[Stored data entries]
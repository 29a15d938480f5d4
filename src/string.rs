use crate::lexer::Span;
use compact_str::CompactString;

/// The text of a single source token together with where it came from.
#[derive(Debug, Clone, PartialEq, Eq, Hash)]
pub struct Word {
    pub text: CompactString,
    pub span: Span,
}

impl std::fmt::Display for Word {
    fn fmt(&self, f: &mut std::fmt::Formatter<'_>) -> std::fmt::Result {
        write!(f, "{}", self.text)
    }
}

_What the exercise asks_
Restate the full data above, keeping each word intact.

_Answer below_
repository 29a15d938480f5d4
filename src/string.rs
use crate::lexer::Span;
use compact_str::CompactString;

/// The text of a single source token together with where it came from.
#[derive(Debug, Clone, PartialEq, Eq, Hash)]
pub struct Word {
    pub text: CompactString,
    pub span: Span,
}

impl std::fmt::Display for Word {
    fn fmt(&self, f: &mut std::fmt::Formatter<'_>) -> std::fmt::Result {
        write!(f, "{}", self.text)
    }
}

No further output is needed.